-- Given data follows --

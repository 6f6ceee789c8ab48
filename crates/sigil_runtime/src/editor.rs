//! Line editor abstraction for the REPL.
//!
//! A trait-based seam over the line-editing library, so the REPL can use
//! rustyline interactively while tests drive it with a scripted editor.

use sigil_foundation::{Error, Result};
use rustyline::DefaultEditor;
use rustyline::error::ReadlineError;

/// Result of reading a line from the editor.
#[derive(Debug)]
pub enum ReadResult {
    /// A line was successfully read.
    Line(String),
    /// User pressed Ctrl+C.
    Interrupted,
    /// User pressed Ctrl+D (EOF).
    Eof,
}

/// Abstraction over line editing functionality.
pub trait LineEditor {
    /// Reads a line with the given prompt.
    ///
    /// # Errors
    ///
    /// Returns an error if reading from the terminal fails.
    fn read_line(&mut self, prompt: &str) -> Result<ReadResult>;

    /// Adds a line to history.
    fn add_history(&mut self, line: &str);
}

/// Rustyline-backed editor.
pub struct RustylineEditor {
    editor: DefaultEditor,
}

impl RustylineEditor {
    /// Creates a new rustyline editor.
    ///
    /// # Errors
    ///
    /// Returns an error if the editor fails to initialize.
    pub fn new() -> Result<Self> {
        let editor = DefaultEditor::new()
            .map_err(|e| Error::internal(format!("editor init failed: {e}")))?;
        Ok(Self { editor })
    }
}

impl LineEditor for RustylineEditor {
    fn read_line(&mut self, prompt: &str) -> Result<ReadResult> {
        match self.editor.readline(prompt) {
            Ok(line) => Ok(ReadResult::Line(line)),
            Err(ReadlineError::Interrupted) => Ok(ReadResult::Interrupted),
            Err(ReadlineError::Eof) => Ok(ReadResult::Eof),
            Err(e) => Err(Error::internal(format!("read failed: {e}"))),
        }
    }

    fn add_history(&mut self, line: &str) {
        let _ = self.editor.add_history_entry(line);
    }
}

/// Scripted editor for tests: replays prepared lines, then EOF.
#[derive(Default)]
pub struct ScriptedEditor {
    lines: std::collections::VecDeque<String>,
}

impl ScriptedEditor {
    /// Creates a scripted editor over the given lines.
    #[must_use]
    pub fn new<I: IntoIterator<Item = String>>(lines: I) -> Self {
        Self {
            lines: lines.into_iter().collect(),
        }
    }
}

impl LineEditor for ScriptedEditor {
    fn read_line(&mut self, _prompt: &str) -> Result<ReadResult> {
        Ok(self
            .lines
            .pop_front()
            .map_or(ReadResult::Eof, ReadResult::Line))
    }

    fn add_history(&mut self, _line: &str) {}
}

-- Given data concluded --
-- Given data follows --

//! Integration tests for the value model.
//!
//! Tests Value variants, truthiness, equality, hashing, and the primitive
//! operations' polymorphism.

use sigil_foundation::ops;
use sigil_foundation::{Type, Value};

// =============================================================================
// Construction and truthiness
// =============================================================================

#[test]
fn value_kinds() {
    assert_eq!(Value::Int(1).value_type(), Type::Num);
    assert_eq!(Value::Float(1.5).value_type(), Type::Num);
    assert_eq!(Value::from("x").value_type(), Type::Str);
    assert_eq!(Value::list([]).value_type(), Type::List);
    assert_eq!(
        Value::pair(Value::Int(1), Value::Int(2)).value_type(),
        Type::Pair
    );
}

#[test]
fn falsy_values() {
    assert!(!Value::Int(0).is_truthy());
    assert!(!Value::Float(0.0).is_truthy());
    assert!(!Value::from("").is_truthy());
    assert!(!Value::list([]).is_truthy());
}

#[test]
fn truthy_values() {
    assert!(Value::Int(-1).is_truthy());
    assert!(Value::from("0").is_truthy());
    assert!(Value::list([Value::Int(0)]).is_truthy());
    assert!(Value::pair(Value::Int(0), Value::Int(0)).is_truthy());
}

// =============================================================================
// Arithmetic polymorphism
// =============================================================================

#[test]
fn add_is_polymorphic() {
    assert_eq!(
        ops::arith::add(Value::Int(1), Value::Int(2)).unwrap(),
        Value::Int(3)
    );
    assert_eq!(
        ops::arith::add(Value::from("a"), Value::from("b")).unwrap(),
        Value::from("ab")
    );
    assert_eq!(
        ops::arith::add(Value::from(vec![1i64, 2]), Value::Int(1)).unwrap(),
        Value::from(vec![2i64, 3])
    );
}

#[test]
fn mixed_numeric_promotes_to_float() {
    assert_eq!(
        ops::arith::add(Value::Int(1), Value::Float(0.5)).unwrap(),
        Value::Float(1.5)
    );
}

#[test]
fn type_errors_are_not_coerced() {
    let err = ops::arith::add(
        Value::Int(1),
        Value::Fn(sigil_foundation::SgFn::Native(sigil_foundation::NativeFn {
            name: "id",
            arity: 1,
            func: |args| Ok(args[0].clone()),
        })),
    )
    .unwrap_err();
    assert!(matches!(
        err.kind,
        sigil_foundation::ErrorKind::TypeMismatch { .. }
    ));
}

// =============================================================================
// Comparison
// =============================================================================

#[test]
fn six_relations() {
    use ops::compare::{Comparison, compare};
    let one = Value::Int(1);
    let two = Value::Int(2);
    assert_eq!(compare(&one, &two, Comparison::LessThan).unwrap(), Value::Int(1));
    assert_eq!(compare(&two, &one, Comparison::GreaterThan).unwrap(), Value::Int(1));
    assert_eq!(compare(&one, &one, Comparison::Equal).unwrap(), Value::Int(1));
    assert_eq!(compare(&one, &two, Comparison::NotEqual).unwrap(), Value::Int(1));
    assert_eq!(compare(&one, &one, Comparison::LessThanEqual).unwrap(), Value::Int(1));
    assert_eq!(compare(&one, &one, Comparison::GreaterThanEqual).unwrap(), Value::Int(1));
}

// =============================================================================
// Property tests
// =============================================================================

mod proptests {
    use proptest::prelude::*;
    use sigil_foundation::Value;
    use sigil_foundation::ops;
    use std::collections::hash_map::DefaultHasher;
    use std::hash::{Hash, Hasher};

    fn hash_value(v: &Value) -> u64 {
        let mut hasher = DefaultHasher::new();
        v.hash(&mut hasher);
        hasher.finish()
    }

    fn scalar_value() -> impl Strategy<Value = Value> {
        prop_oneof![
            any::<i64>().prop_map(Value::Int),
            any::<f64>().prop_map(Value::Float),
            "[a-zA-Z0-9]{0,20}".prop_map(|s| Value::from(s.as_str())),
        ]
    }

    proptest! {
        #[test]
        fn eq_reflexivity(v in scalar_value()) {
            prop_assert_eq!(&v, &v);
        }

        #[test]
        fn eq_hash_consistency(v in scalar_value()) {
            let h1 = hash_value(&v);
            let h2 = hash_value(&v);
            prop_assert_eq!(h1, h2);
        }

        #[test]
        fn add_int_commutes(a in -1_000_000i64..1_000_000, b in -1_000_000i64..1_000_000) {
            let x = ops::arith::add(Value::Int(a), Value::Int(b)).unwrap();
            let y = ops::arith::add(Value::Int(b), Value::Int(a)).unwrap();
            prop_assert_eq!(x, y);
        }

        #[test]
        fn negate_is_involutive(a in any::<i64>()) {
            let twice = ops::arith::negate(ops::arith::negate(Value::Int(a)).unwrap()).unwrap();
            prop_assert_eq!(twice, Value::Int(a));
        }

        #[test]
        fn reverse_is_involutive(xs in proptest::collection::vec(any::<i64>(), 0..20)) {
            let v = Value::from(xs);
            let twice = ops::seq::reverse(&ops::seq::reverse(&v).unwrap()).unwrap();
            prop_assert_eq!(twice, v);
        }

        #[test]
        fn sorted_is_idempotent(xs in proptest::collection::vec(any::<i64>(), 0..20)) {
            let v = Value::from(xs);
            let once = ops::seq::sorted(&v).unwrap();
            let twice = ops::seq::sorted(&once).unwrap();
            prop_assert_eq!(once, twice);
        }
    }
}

-- Given data concluded --
-- Given data follows --

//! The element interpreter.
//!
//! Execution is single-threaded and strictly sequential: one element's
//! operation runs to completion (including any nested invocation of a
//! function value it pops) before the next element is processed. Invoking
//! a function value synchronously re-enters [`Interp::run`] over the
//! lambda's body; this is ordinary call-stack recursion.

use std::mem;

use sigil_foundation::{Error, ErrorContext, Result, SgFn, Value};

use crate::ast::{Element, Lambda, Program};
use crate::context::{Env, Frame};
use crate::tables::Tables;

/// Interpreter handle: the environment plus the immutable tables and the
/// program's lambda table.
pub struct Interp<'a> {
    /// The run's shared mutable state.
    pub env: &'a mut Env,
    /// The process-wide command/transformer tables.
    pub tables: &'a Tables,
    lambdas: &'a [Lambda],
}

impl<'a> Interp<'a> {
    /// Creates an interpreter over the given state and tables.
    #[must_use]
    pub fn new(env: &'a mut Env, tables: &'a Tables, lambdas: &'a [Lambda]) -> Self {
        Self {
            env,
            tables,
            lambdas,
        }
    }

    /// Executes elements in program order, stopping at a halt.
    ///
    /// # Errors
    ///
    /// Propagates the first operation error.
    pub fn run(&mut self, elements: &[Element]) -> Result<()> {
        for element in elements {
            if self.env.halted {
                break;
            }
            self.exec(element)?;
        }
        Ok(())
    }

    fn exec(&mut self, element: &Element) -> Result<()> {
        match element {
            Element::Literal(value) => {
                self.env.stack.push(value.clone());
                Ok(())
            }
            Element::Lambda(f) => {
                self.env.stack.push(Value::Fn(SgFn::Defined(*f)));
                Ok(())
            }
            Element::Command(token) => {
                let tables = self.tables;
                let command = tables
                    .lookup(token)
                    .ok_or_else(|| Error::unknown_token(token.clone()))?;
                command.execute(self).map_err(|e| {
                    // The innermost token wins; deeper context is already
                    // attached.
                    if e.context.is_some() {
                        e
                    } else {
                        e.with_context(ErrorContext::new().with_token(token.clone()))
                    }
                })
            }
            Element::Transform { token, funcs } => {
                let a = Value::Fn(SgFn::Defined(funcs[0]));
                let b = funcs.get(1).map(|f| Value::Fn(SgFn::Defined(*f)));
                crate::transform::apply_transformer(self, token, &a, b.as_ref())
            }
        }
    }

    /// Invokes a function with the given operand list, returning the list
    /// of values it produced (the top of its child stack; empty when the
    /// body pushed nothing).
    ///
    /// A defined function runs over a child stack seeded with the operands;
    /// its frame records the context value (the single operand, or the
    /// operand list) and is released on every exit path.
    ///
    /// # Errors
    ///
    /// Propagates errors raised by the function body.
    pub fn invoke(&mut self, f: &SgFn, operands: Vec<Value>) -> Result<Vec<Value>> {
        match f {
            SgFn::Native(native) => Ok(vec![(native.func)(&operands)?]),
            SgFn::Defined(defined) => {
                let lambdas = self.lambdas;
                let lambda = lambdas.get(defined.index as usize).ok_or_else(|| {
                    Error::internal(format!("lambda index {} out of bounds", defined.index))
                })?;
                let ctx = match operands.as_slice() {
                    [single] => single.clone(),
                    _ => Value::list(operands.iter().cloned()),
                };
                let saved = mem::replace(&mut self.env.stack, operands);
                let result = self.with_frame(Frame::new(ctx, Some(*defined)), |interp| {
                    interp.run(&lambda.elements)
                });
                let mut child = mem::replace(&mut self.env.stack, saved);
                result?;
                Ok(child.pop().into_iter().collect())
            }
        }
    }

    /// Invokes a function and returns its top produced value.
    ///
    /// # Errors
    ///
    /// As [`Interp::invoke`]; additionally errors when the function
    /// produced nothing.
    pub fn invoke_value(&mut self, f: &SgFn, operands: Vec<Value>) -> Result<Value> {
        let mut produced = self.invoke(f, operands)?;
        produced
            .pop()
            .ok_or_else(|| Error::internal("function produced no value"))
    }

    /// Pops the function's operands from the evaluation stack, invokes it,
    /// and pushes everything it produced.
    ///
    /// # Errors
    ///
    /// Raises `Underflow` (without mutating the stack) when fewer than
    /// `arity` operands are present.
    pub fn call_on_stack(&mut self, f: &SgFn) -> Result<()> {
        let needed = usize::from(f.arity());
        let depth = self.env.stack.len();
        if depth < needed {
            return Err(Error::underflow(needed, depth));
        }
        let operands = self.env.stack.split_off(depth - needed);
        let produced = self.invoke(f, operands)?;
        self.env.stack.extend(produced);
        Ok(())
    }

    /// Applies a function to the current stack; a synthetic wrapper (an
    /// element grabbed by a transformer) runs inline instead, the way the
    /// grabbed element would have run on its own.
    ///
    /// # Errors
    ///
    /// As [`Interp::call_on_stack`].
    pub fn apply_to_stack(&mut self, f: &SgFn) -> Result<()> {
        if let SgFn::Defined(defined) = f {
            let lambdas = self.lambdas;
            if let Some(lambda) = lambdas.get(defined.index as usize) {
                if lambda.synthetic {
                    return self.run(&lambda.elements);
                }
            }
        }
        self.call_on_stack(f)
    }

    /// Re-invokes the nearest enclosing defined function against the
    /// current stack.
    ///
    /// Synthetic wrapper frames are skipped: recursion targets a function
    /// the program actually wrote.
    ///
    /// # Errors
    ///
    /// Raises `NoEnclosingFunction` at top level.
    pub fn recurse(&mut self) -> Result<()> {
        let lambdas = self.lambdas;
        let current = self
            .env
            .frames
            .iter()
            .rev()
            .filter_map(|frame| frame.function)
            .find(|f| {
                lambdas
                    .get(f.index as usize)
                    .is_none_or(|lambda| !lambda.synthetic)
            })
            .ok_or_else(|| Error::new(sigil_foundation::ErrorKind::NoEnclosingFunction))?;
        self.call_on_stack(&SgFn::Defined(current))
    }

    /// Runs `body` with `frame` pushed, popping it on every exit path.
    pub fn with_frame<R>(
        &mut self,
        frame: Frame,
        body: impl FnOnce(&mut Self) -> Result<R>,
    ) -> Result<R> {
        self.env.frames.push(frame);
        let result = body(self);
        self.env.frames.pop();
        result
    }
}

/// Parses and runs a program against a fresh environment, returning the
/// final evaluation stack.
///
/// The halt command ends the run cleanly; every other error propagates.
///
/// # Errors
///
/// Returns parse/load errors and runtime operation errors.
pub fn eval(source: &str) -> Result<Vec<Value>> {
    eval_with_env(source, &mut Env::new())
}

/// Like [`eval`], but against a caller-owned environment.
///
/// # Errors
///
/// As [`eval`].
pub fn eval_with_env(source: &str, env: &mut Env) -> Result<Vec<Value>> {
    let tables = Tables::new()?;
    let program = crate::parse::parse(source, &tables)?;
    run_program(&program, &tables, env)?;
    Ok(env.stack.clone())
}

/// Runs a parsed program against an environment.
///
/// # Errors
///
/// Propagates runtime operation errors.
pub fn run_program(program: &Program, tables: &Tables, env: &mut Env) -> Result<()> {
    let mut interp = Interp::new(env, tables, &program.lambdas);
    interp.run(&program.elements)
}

-- Given data concluded --

=== Assigned task ===
The entries above hold a line with "self.env.frames.pop();" and a later line with "let program = crate::parse::parse(source, &tables)?;". Write out exactly those lines and all lines between, nothing more.

=== Reply ===
        self.env.frames.pop();
        result
    }
}

/// Parses and runs a program against a fresh environment, returning the
/// final evaluation stack.
///
/// The halt command ends the run cleanly; every other error propagates.
///
/// # Errors
///
/// Returns parse/load errors and runtime operation errors.
pub fn eval(source: &str) -> Result<Vec<Value>> {
    eval_with_env(source, &mut Env::new())
}

/// Like [`eval`], but against a caller-owned environment.
///
/// # Errors
///
/// As [`eval`].
pub fn eval_with_env(source: &str, env: &mut Env) -> Result<Vec<Value>> {
    let tables = Tables::new()?;
    let program = crate::parse::parse(source, &tables)?;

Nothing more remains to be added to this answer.